Among the uninitiated, there is an all too prevalent idea that anything is good enough for the making of concrete. Some will tell you that sawdust, shavings, mud, clay, etc., will do to complete the mixture, but the absurdity of this notion will very soon become evident to anyone who neglects the precautions which have been above pointed out.
Reinforcement
Principles involved
Concrete and steel render valuable assistance to each other in the support of heavy burdens. On a solid foundation, loaded from above and thus under direct pressure, a concrete column will withstand the strain of an enormous load. A much smaller load so placed as to cause stretching or bending toward one side of the same column may cause it to snap off, for concrete is strong, but brittle. On the other hand, steel is tough and elastic. In the form of rods or wire, steel withstands massive loads that tend to stretch it, and thus displays a kind of strength directly opposite to that of the plain concrete column. In modern construction these two valuable properties of concrete and steel are utilized by combining them in what is called reinforced concrete. With steel properly buried in the concrete, the column withstands not only the load which might otherwise snap it, but one many times larger, and even though it is applied at any place along its length.
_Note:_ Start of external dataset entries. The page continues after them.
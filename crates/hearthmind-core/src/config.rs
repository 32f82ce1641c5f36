//! Configuration types for the discovery engine.
//!
//! These structs are the *consumed* configuration surface: loading them from
//! files or the environment is the embedding application's job. Defaults
//! follow the same helper-function pattern used throughout the project so
//! partial configs deserialize cleanly.

use serde::{Deserialize, Serialize};
use std::collections::HashMap;
use std::time::Duration;

/// Hub WebSocket connection configuration.
#[derive(Debug, Clone, Serialize, Deserialize)]
pub struct HubConfig {
    /// WebSocket endpoint, e.g. `ws://hub.local:8123/api/websocket`.
    pub endpoint: String,

    /// Long-lived access token presented during the auth handshake.
    pub access_token: String,

    /// Per-call timeout in seconds for request/response frames.
    #[serde(default = "default_call_timeout")]
    pub call_timeout_secs: u64,

    /// Delay before the first reconnection attempt, in seconds.
    #[serde(default = "default_backoff_base")]
    pub backoff_base_secs: u64,

    /// Upper bound on the reconnection backoff delay, in seconds.
    #[serde(default = "default_backoff_cap")]
    pub backoff_cap_secs: u64,
}

fn default_call_timeout() -> u64 {
    10
}

fn default_backoff_base() -> u64 {
    1
}

fn default_backoff_cap() -> u64 {
    30
}

impl HubConfig {
    /// Create a new hub configuration.
    pub fn new(endpoint: impl Into<String>, access_token: impl Into<String>) -> Self {
        Self {
            endpoint: endpoint.into(),
            access_token: access_token.into(),
            call_timeout_secs: default_call_timeout(),
            backoff_base_secs: default_backoff_base(),
            backoff_cap_secs: default_backoff_cap(),
        }
    }

    /// Set the per-call timeout.
    pub fn with_call_timeout(mut self, secs: u64) -> Self {
        self.call_timeout_secs = secs;
        self
    }

    /// Per-call timeout as a [`Duration`].
    pub fn call_timeout(&self) -> Duration {
        Duration::from_secs(self.call_timeout_secs)
    }

    /// Reconnection backoff base as a [`Duration`].
    pub fn backoff_base(&self) -> Duration {
        Duration::from_secs(self.backoff_base_secs)
    }

    /// Reconnection backoff cap as a [`Duration`].
    pub fn backoff_cap(&self) -> Duration {
        Duration::from_secs(self.backoff_cap_secs)
    }
}

/// Zigbee bridge MQTT connection configuration.
#[derive(Debug, Clone, Serialize, Deserialize)]
pub struct BridgeConfig {
    /// Broker host.
    pub broker: String,

    /// Broker port (default 1883).
    #[serde(default = "default_port")]
    pub port: u16,

    /// Username.
    #[serde(skip_serializing_if = "Option::is_none")]
    pub username: Option<String>,

    /// Password.
    #[serde(skip_serializing_if = "Option::is_none")]
    pub password: Option<String>,

    /// Client ID. A random one is generated when absent.
    #[serde(skip_serializing_if = "Option::is_none")]
    pub client_id: Option<String>,

    /// Base topic the bridge publishes under (default `zigbee2mqtt`).
    #[serde(default = "default_base_topic")]
    pub base_topic: String,

    /// Keep-alive interval in seconds.
    #[serde(default = "default_keep_alive")]
    pub keep_alive_secs: u64,

    /// Timeout for request/response emulation over topics, in seconds.
    #[serde(default = "default_request_timeout")]
    pub request_timeout_secs: u64,
}

fn default_port() -> u16 {
    1883
}

fn default_base_topic() -> String {
    "zigbee2mqtt".to_string()
}

fn default_keep_alive() -> u64 {
    60
}

fn default_request_timeout() -> u64 {
    10
}

impl BridgeConfig {
    /// Create a new bridge configuration.
    pub fn new(broker: impl Into<String>) -> Self {
        Self {
            broker: broker.into(),
            port: default_port(),
            username: None,
            password: None,
            client_id: None,
            base_topic: default_base_topic(),
            keep_alive_secs: default_keep_alive(),
            request_timeout_secs: default_request_timeout(),
        }
    }

    /// Set the port.
    pub fn with_port(mut self, port: u16) -> Self {
        self.port = port;
        self
    }

    /// Set authentication.
    pub fn with_auth(mut self, username: impl Into<String>, password: impl Into<String>) -> Self {
        self.username = Some(username.into());
        self.password = Some(password.into());
        self
    }

    /// Set the client ID.
    pub fn with_client_id(mut self, client_id: impl Into<String>) -> Self {
        self.client_id = Some(client_id.into());
        self
    }

    /// Set the bridge base topic.
    pub fn with_base_topic(mut self, base_topic: impl Into<String>) -> Self {
        self.base_topic = base_topic.into();
        self
    }

    /// Set the request/response timeout.
    pub fn with_request_timeout(mut self, secs: u64) -> Self {
        self.request_timeout_secs = secs;
        self
    }

    /// Get the full broker address.
    pub fn broker_addr(&self) -> String {
        format!("{}:{}", self.broker, self.port)
    }

    /// Request timeout as a [`Duration`].
    pub fn request_timeout(&self) -> Duration {
        Duration::from_secs(self.request_timeout_secs)
    }
}

/// Discovery cache and refresh configuration.
#[derive(Debug, Clone, Serialize, Deserialize)]
pub struct DiscoveryConfig {
    /// Cache freshness window in seconds (default 30 minutes).
    #[serde(default = "default_cache_ttl")]
    pub cache_ttl_secs: u64,

    /// Forced full-refresh interval in seconds (default 30 minutes).
    /// Runs regardless of staleness flags to bound worst-case drift.
    #[serde(default = "default_refresh_interval")]
    pub refresh_interval_secs: u64,

    /// Upper bound in seconds on one capability snapshot pull.
    #[serde(default = "default_snapshot_timeout")]
    pub snapshot_timeout_secs: u64,

    /// Hub integration domains that indicate a device is managed by the
    /// Zigbee bridge (e.g. `mqtt`).
    #[serde(default = "default_bridge_integrations")]
    pub bridge_integrations: Vec<String>,

    /// Hub config-entry ids mapped to the bridge base topic they represent.
    /// A device whose config entry appears here is a candidate for
    /// capability linking even when its name does not match.
    #[serde(default)]
    pub bridge_config_entries: HashMap<String, String>,

    /// Operator-pinned identity links: hub device id -> radio hardware
    /// address. Consulted before any similarity matching.
    #[serde(default)]
    pub explicit_links: HashMap<String, String>,
}

fn default_cache_ttl() -> u64 {
    30 * 60
}

fn default_refresh_interval() -> u64 {
    30 * 60
}

fn default_snapshot_timeout() -> u64 {
    10
}

fn default_bridge_integrations() -> Vec<String> {
    vec!["mqtt".to_string()]
}

impl Default for DiscoveryConfig {
    fn default() -> Self {
        Self {
            cache_ttl_secs: default_cache_ttl(),
            refresh_interval_secs: default_refresh_interval(),
            snapshot_timeout_secs: default_snapshot_timeout(),
            bridge_integrations: default_bridge_integrations(),
            bridge_config_entries: HashMap::new(),
            explicit_links: HashMap::new(),
        }
    }
}

impl DiscoveryConfig {
    /// Set the cache TTL.
    pub fn with_cache_ttl(mut self, secs: u64) -> Self {
        self.cache_ttl_secs = secs;
        self
    }

    /// Set the forced refresh interval.
    pub fn with_refresh_interval(mut self, secs: u64) -> Self {
        self.refresh_interval_secs = secs;
        self
    }

    /// Pin a hub device to a hardware address.
    pub fn with_explicit_link(
        mut self,
        device_id: impl Into<String>,
        ieee_address: impl Into<String>,
    ) -> Self {
        self.explicit_links
            .insert(device_id.into(), ieee_address.into());
        self
    }

    /// Cache TTL as a [`Duration`].
    pub fn cache_ttl(&self) -> Duration {
        Duration::from_secs(self.cache_ttl_secs)
    }

    /// Refresh interval as a [`Duration`].
    pub fn refresh_interval(&self) -> Duration {
        Duration::from_secs(self.refresh_interval_secs)
    }

    /// Capability snapshot timeout as a [`Duration`].
    pub fn snapshot_timeout(&self) -> Duration {
        Duration::from_secs(self.snapshot_timeout_secs)
    }
}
Reinforcement, therefore, is steel in the form of rods, bars or wires, buried in concrete to take up and to withstand the strains which tend to stretch or to bend the concrete. A concrete fence post is merely a small concrete column. Reinforced, it easily stands the strain from usage in a fence line.
The value of reinforcing concrete posts properly may readily be seen in the figure. If a load (L) is raised so that its weight is supported on one side by a wooden post, the post will bend. The fibre in the wood on the side away from the load may be tough and elastic enough to prevent the post from breaking, and when released the post will spring back into its former position. In the third figure a No. 9 wire (W) is fastened securely to the wooden post at the top and at the ground surface, and is supported along its length by the struts (S). If the same load is applied, the post will not bend, because the wire takes up the bending or stretching strain. This is precisely the case with the reinforcement in a concrete post. Supported along its length by the concrete, the wire (W) or steel in other shapes takes up the bending or stretching strains. Since the load which causes bending or stretching may come from any direction, concrete posts are reinforced on every side; otherwise they might break in a manner somewhat similar to that in which the wooden post bends when the reinforcement is not on the proper side of the post.
In the effort to be safe it is a common fault to insert more reinforcement than is absolutely necessary. This adds needlessly to the cost, for concrete becomes stronger as it grows older.